Un succès populaire qui pousse Vicky Jones à prêter (souvent) sa plume. Ses crédits vont de Killing Eve à Flack, où Anna Paquin, plus explosive que jamais, s’amuse comme chargée de communication dans le monde déglingué du show-business. Mais le premier gros rendez-vous (en solo) de Jones est désormais acté : Run, nouvelle production HBO, qui sera d’ailleurs le premier crédit de production télévisuelle pour DryWrite. Avec une sortie agendée le 12 avril (en US+24 sur OCS), Run s’intéresse à une mère de famille épuisée qui file retrouver son amant à New York afin d’honorer un pacte amoureux vieux de 17 ans. Le langage de Vicky Jones trouve une belle résonance à travers ce personnage féminin. Brillamment interprétée par Merritt Wever (Unbelievable), la dénommée Ruby est comme une « petite soeur » de Fleabag, avec le même grain de folie. Un portrait de femme épuisée, dévorée par l’envie de sauter dans le premier train pour revivre un amour incandescent et ce, malgré son statut de mère. Un faisceau de contradictions : sensibilité et fougue. Jones brosse le portrait d’une femme de nos jours.
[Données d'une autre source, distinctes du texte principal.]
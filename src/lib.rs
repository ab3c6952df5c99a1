//! Expense Tracker - a personal ledger of expenses and income
//!
//! This library provides the core of the `expense` command-line tool: an
//! in-memory ledger of transactions with category summaries, a single weekly
//! or monthly budget with overspending warnings, and JSON persistence.
//!
//! # Architecture
//!
//! The crate is organized into the following modules:
//!
//! - `models`: Core value types (IDs, money, transactions, the budget)
//! - `ledger`: The ledger aggregate and its change observers
//! - `services`: Input parsing and validated user operations
//! - `storage`: JSON file storage layer
//! - `config`: Configuration and path management
//! - `display`: Terminal formatting
//! - `export`: CSV, JSON and YAML export
//! - `cli`: Command handlers for the `expense` binary
//! - `error`: Custom error types
//! - `logging`: Diagnostic logging setup
//!
//! # Example
//!
//! ```rust
//! use chrono::NaiveDate;
//! use expense_tracker::ledger::Ledger;
//! use expense_tracker::models::{Money, Transaction, TransactionType};
//!
//! let mut ledger = Ledger::new();
//! let day = NaiveDate::from_ymd_opt(2024, 1, 15).unwrap();
//! let coffee = Transaction::new(
//!     TransactionType::Expense,
//!     Money::from_cents(550),
//!     day,
//!     "food",
//!     "coffee",
//! )
//! .unwrap();
//! let id = ledger.add(coffee).unwrap();
//!
//! assert_eq!(ledger.total(TransactionType::Expense, day, day), Money::from_cents(550));
//! assert!(ledger.get_by_prefix(&id.as_str()[..8]).is_some());
//! ```

pub mod cli;
pub mod config;
pub mod display;
pub mod error;
pub mod export;
pub mod ledger;
pub mod logging;
pub mod models;
pub mod services;
pub mod storage;

pub use error::{TrackerError, TrackerResult};
pub use ledger::Ledger;
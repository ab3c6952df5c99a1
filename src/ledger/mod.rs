//! The ledger aggregate
//!
//! `Ledger` is the single authority over the transaction collection. It owns
//! every `Transaction` keyed by its `TransactionId`, owns the one `Budget`,
//! and tells registered observers after each successful mutation.
//!
//! The ledger assumes one logical caller at a time: nothing here locks, blocks
//! or performs I/O. Structural invariants are re-checked after every mutation
//! and a violation panics, since it can only come from a bug in this module.

pub mod observer;

use std::collections::{BTreeMap, HashMap};

use chrono::NaiveDate;
use tracing::debug;

use crate::error::{TrackerError, TrackerResult};
use crate::models::{
    first_day_of_month, last_day_of_month, Budget, BudgetReport, Money, Transaction,
    TransactionId, TransactionType, DEFAULT_WARNING_PERCENT,
};

pub use observer::{ObserverHandle, ObserverRegistry};

/// In-memory store of all transactions plus the budget
#[derive(Debug, Default)]
pub struct Ledger {
    transactions: HashMap<TransactionId, Transaction>,
    budget: Budget,
    observers: ObserverRegistry,
}

impl Ledger {
    /// Create an empty ledger with the default budget
    pub fn new() -> Self {
        let ledger = Self::default();
        ledger.check_invariants();
        ledger
    }

    /// Rebuild a ledger from persisted parts
    ///
    /// Every record is validated; duplicate IDs and invalid records are
    /// rejected instead of being loaded. No observers are notified.
    pub fn from_parts<I>(budget: Budget, transactions: I) -> TrackerResult<Self>
    where
        I: IntoIterator<Item = Transaction>,
    {
        if budget.limit().is_negative() {
            return Err(TrackerError::Validation(
                "Budget limit cannot be negative.".into(),
            ));
        }

        let mut map = HashMap::new();
        for txn in transactions {
            txn.validate()?;
            if map.contains_key(txn.id()) {
                return Err(TrackerError::duplicate_transaction(txn.id().as_str()));
            }
            map.insert(txn.id().clone(), txn);
        }

        let ledger = Self {
            transactions: map,
            budget,
            observers: ObserverRegistry::new(),
        };
        ledger.check_invariants();
        Ok(ledger)
    }

    // --- Mutations ---

    /// Add a transaction
    ///
    /// Fails with `Duplicate` if a transaction with the same ID is already
    /// stored; freshly constructed transactions never collide.
    pub fn add(&mut self, transaction: Transaction) -> TrackerResult<TransactionId> {
        let id = transaction.id().clone();
        if self.transactions.contains_key(&id) {
            return Err(TrackerError::duplicate_transaction(id.as_str()));
        }

        self.transactions.insert(id.clone(), transaction);
        debug!(id = %id, count = self.transactions.len(), "transaction added");

        self.check_invariants();
        self.notify_observers();
        Ok(id)
    }

    /// Remove a transaction; returns whether anything was removed
    pub fn delete(&mut self, id: &TransactionId) -> bool {
        if self.transactions.remove(id).is_none() {
            return false;
        }
        debug!(id = %id, count = self.transactions.len(), "transaction deleted");

        self.check_invariants();
        self.notify_observers();
        true
    }

    /// Replace the stored transaction that has the same ID
    ///
    /// Returns false, without notifying, when no such transaction exists.
    pub fn update(&mut self, transaction: Transaction) -> bool {
        let id = transaction.id().clone();
        match self.transactions.get_mut(&id) {
            Some(slot) => *slot = transaction,
            None => return false,
        }
        debug!(id = %id, "transaction updated");

        self.check_invariants();
        self.notify_observers();
        true
    }

    // --- Lookups ---

    pub fn get(&self, id: &TransactionId) -> Option<&Transaction> {
        self.transactions.get(id)
    }

    pub fn contains(&self, id: &TransactionId) -> bool {
        self.transactions.contains_key(id)
    }

    /// Find the one stored ID starting with `prefix`
    ///
    /// Zero matches and several matches both yield `None`; callers cannot
    /// tell "unknown" from "ambiguous" through this method.
    pub fn resolve_by_prefix(&self, prefix: &str) -> Option<TransactionId> {
        if prefix.is_empty() {
            return None;
        }

        let mut matches = self.transactions.keys().filter(|id| id.has_prefix(prefix));
        let first = matches.next()?;
        if matches.next().is_some() {
            return None;
        }
        Some(first.clone())
    }

    /// Look up a transaction by unambiguous ID prefix
    pub fn get_by_prefix(&self, prefix: &str) -> Option<&Transaction> {
        let id = self.resolve_by_prefix(prefix)?;
        self.transactions.get(&id)
    }

    // --- Queries ---

    pub fn len(&self) -> usize {
        self.transactions.len()
    }

    pub fn is_empty(&self) -> bool {
        self.transactions.is_empty()
    }

    /// Iterate over stored transactions in no particular order
    pub fn iter(&self) -> impl Iterator<Item = &Transaction> {
        self.transactions.values()
    }

    /// Snapshot of all transactions, newest first
    ///
    /// The returned vector is an owned copy; changing it does not affect the
    /// ledger. Transactions sharing a date come back in unspecified order.
    pub fn all_sorted(&self) -> Vec<Transaction> {
        let mut list: Vec<Transaction> = self.transactions.values().cloned().collect();
        list.sort_by(|a, b| b.date().cmp(&a.date()));
        list
    }

    /// Sum of `kind` amounts dated within `[start, end]` (inclusive)
    pub fn total(&self, kind: TransactionType, start: NaiveDate, end: NaiveDate) -> Money {
        self.matching(kind, start, end).map(Transaction::amount).sum()
    }

    /// Per-category sums of `kind` amounts dated within `[start, end]`
    ///
    /// Categories with no matching transaction are absent from the map.
    pub fn category_summary(
        &self,
        kind: TransactionType,
        start: NaiveDate,
        end: NaiveDate,
    ) -> BTreeMap<String, Money> {
        let mut summary: BTreeMap<String, Money> = BTreeMap::new();
        for txn in self.matching(kind, start, end) {
            *summary.entry(txn.category().to_string()).or_default() += txn.amount();
        }
        summary
    }

    /// Expense totals by category for the calendar month containing `date`
    pub fn monthly_expense_summary(&self, date: NaiveDate) -> BTreeMap<String, Money> {
        self.category_summary(
            TransactionType::Expense,
            first_day_of_month(date),
            last_day_of_month(date),
        )
    }

    fn matching(
        &self,
        kind: TransactionType,
        start: NaiveDate,
        end: NaiveDate,
    ) -> impl Iterator<Item = &Transaction> {
        self.transactions
            .values()
            .filter(move |t| t.kind() == kind && t.falls_within(start, end))
    }

    // --- Budget ---

    pub fn budget(&self) -> &Budget {
        &self.budget
    }

    /// Mutable access to the budget
    ///
    /// Budget changes are not transaction mutations and do not notify
    /// observers.
    pub fn budget_mut(&mut self) -> &mut Budget {
        &mut self.budget
    }

    /// Spending against the budget for the period containing `on`
    pub fn budget_report(&self, on: NaiveDate) -> BudgetReport {
        self.budget_report_with_threshold(on, DEFAULT_WARNING_PERCENT)
    }

    /// Like `budget_report`, with a custom warning percentage
    pub fn budget_report_with_threshold(&self, on: NaiveDate, warning_percent: u8) -> BudgetReport {
        let budget = &self.budget;
        let start = budget.period_start(on);
        let end = budget.period_end(on);
        let spent = self.total(TransactionType::Expense, start, end);

        BudgetReport {
            period: budget.period(),
            start,
            end,
            limit: budget.limit(),
            spent,
            remaining: budget.remaining(spent),
            status: budget.status_with_threshold(spent, warning_percent),
        }
    }

    // --- Observers ---

    /// Register a callback invoked after every successful mutation
    pub fn add_observer<F>(&mut self, callback: F) -> ObserverHandle
    where
        F: FnMut() + 'static,
    {
        self.observers.register(callback)
    }

    /// Deregister a callback; returns false for an unknown handle
    pub fn remove_observer(&mut self, handle: ObserverHandle) -> bool {
        self.observers.unregister(handle)
    }

    fn notify_observers(&mut self) {
        self.observers.notify();
    }

    // --- Invariants ---

    fn check_invariants(&self) {
        for (key, txn) in &self.transactions {
            assert_eq!(
                key,
                txn.id(),
                "ledger key {} does not match transaction id {}",
                key,
                txn.id()
            );
            assert!(
                txn.amount().is_positive(),
                "transaction {} has non-positive amount {}",
                key,
                txn.amount()
            );
            assert!(
                !txn.category().trim().is_empty() && !txn.description().trim().is_empty(),
                "transaction {} has a blank text field",
                key
            );
        }
    }
}
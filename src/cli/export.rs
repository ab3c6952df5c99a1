//! Export CLI command
//!
//! Writes the ledger to CSV, JSON or YAML.

use std::fs::File;
use std::io::{self, BufWriter, Write};
use std::path::PathBuf;

use clap::{Args, ValueEnum};
use tracing::info;

use super::Session;
use crate::error::{TrackerError, TrackerResult};
use crate::export::{export_ledger_json, export_ledger_yaml, export_transactions_csv};

/// Export output format
#[derive(Debug, Clone, Copy, PartialEq, Eq, ValueEnum)]
pub enum ExportFormat {
    Csv,
    Json,
    Yaml,
}

impl ExportFormat {
    pub fn extension(&self) -> &'static str {
        match self {
            Self::Csv => "csv",
            Self::Json => "json",
            Self::Yaml => "yaml",
        }
    }
}

/// Arguments for `export`
#[derive(Args)]
pub struct ExportArgs {
    /// Output format
    #[arg(value_enum)]
    pub format: ExportFormat,

    /// Output file, or "-" for stdout (defaults to the exports directory)
    pub output: Option<PathBuf>,

    /// Write compact JSON instead of pretty-printed
    #[arg(long)]
    pub compact: bool,
}

/// Handle the export command
pub fn handle_export_command(session: &Session, args: ExportArgs) -> TrackerResult<()> {
    let is_stdout = args.output.as_deref().map_or(false, |p| p.as_os_str() == "-");

    if is_stdout {
        let stdout = io::stdout();
        let mut handle = stdout.lock();
        write_export(session, args.format, !args.compact, &mut handle)?;
        return Ok(());
    }

    let path = match args.output {
        Some(path) => path,
        None => {
            session.paths.ensure_directories()?;
            session.paths.export_dir().join(format!(
                "ledger-{}.{}",
                session.today.format("%Y-%m-%d"),
                args.format.extension()
            ))
        }
    };

    if let Some(parent) = path.parent().filter(|p| !p.as_os_str().is_empty()) {
        std::fs::create_dir_all(parent)
            .map_err(|e| TrackerError::Export(format!("Failed to create {}: {}", parent.display(), e)))?;
    }

    let file = File::create(&path)
        .map_err(|e| TrackerError::Export(format!("Failed to create {}: {}", path.display(), e)))?;
    let mut writer = BufWriter::new(file);
    write_export(session, args.format, !args.compact, &mut writer)?;
    writer
        .flush()
        .map_err(|e| TrackerError::Export(e.to_string()))?;

    info!(path = %path.display(), format = ?args.format, "ledger exported");
    println!(
        "Exported {} transactions to {}",
        session.ledger.len(),
        path.display()
    );
    Ok(())
}

fn write_export<W: Write>(
    session: &Session,
    format: ExportFormat,
    pretty: bool,
    writer: &mut W,
) -> TrackerResult<()> {
    match format {
        ExportFormat::Csv => export_transactions_csv(&session.ledger, writer),
        ExportFormat::Json => {
            export_ledger_json(&session.ledger, writer, pretty)?;
            writeln!(writer).map_err(|e| TrackerError::Export(e.to_string()))
        }
        ExportFormat::Yaml => export_ledger_yaml(&session.ledger, writer),
    }
}
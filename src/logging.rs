//! Diagnostic logging setup

use std::sync::Once;

use tracing_subscriber::{fmt, EnvFilter};

static TRACING_INIT: Once = Once::new();

/// Install the global tracing subscriber, writing to stderr
///
/// `RUST_LOG` wins when set; otherwise only warnings from this crate are
/// shown, or everything down to debug when `verbose` is true. Later calls are
/// no-ops.
pub fn init_tracing(verbose: bool) {
    TRACING_INIT.call_once(|| {
        let fallback = if verbose {
            "expense_tracker=debug"
        } else {
            "expense_tracker=warn"
        };
        let filter = EnvFilter::try_from_default_env().unwrap_or_else(|_| EnvFilter::new(fallback));

        // Another subscriber may already be installed by an embedding program
        let _ = fmt()
            .with_env_filter(filter)
            .with_writer(std::io::stderr)
            .with_target(false)
            .try_init();
    });
}

#[cfg(test)]
mod tests {
    use super::*;

    #[test]
    fn test_init_is_idempotent() {
        init_tracing(false);
        init_tracing(true);
        tracing::debug!("still fine after repeated init");
    }
}
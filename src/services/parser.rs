//! Free-text entry parsing
//!
//! Turns quick-entry strings such as `coffee $5.50 category:food on:yesterday`
//! into the fields of a transaction.

use std::sync::OnceLock;

use chrono::NaiveDate;
use regex::Regex;

use crate::error::{TrackerError, TrackerResult};
use crate::models::{parse_transaction_date, Money};

/// Fields extracted from a quick-entry string
#[derive(Debug, Clone, PartialEq, Eq)]
pub struct ParsedEntry {
    pub description: String,
    pub amount: Money,
    /// `None` when no `category:` tag was given
    pub category: Option<String>,
    pub date: NaiveDate,
}

const ENTRY_PATTERN: &str = concat!(
    r"(?i)^\s*",
    r"(?P<description>.*?)",
    r"\s*\$?(?P<amount>\d+(?:\.\d{1,2})?)",
    r"(?:.*?\bcategory:(?P<category>[A-Za-z0-9_]+))?",
    r"(?:.*?\bon:(?P<date>\d{4}-\d{2}-\d{2}|today|yesterday|tomorrow))?",
    r"\s*$",
);

fn entry_regex() -> TrackerResult<&'static Regex> {
    static ENTRY_RE: OnceLock<Regex> = OnceLock::new();
    if let Some(re) = ENTRY_RE.get() {
        return Ok(re);
    }
    let re = Regex::new(ENTRY_PATTERN)
        .map_err(|e| TrackerError::Config(format!("Invalid entry pattern: {}", e)))?;
    Ok(ENTRY_RE.get_or_init(|| re))
}

/// Parse a quick-entry string
///
/// The amount is required and follows the description; `category:` and `on:`
/// tags are optional and may appear after it in that order. A missing date
/// means `today`.
pub fn parse_entry(input: &str, today: NaiveDate) -> TrackerResult<ParsedEntry> {
    if input.trim().is_empty() {
        return Err(TrackerError::Validation("Input cannot be empty.".into()));
    }

    let caps = entry_regex()?.captures(input).ok_or_else(|| {
        TrackerError::Validation(
            "Input must include a description and amount, e.g., 'coffee $5.50 category:food on:2024-01-01'."
                .into(),
        )
    })?;

    let description = caps
        .name("description")
        .map(|m| m.as_str().trim().to_string())
        .unwrap_or_default();

    let amount_text = caps.name("amount").map(|m| m.as_str()).unwrap_or_default();
    let amount = Money::parse(amount_text)
        .map_err(|_| TrackerError::Validation("Invalid amount format.".into()))?;

    let category = caps.name("category").map(|m| m.as_str().to_string());

    let date = match caps.name("date") {
        Some(m) => parse_transaction_date(m.as_str(), today)?,
        None => today,
    };

    if !amount.is_positive() {
        return Err(TrackerError::Validation("Amount must be positive.".into()));
    }
    if description.is_empty() {
        return Err(TrackerError::Validation(
            "Description cannot be empty.".into(),
        ));
    }

    Ok(ParsedEntry {
        description,
        amount,
        category,
        date,
    })
}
Écrire le scénario de Run tout en s’occupant de son bébé

Une authenticité qui peut se comprendre : Vicky Jones écrivait le scénario de Run pendant qu’elle s’occupait de son bambin. La maternité comme vecteur créatif, Jones continue de surfer sur cette nuance propre à son écriture. Un vocabulaire qui permet de mesurer la sincérité du destin comico-chaotique d’un couple de fuyards : Ruby et Billy (Domhnall Gleeson). Échapper à ses responsabilités, à la maternité, cette urgence lorsque le téléphone sonne, quand la voix du rejeton retentit. Tout ça, Run le souligne très bien. La plume de Vicky Jones placarde cette sincérité sur les parois d’un wagon de train, là où les interrogations demeurent et la grande aventure devient une échappée grisante… ou irresponsable. Les lambeaux d’une vie privée harassante pour exprimer la vie de Ruby, une femme qui décide de recouvrir ses droits et besoins. Vicky Jones s’émancipe à plusieurs égards et Run ne sera sûrement pas sa dernière création.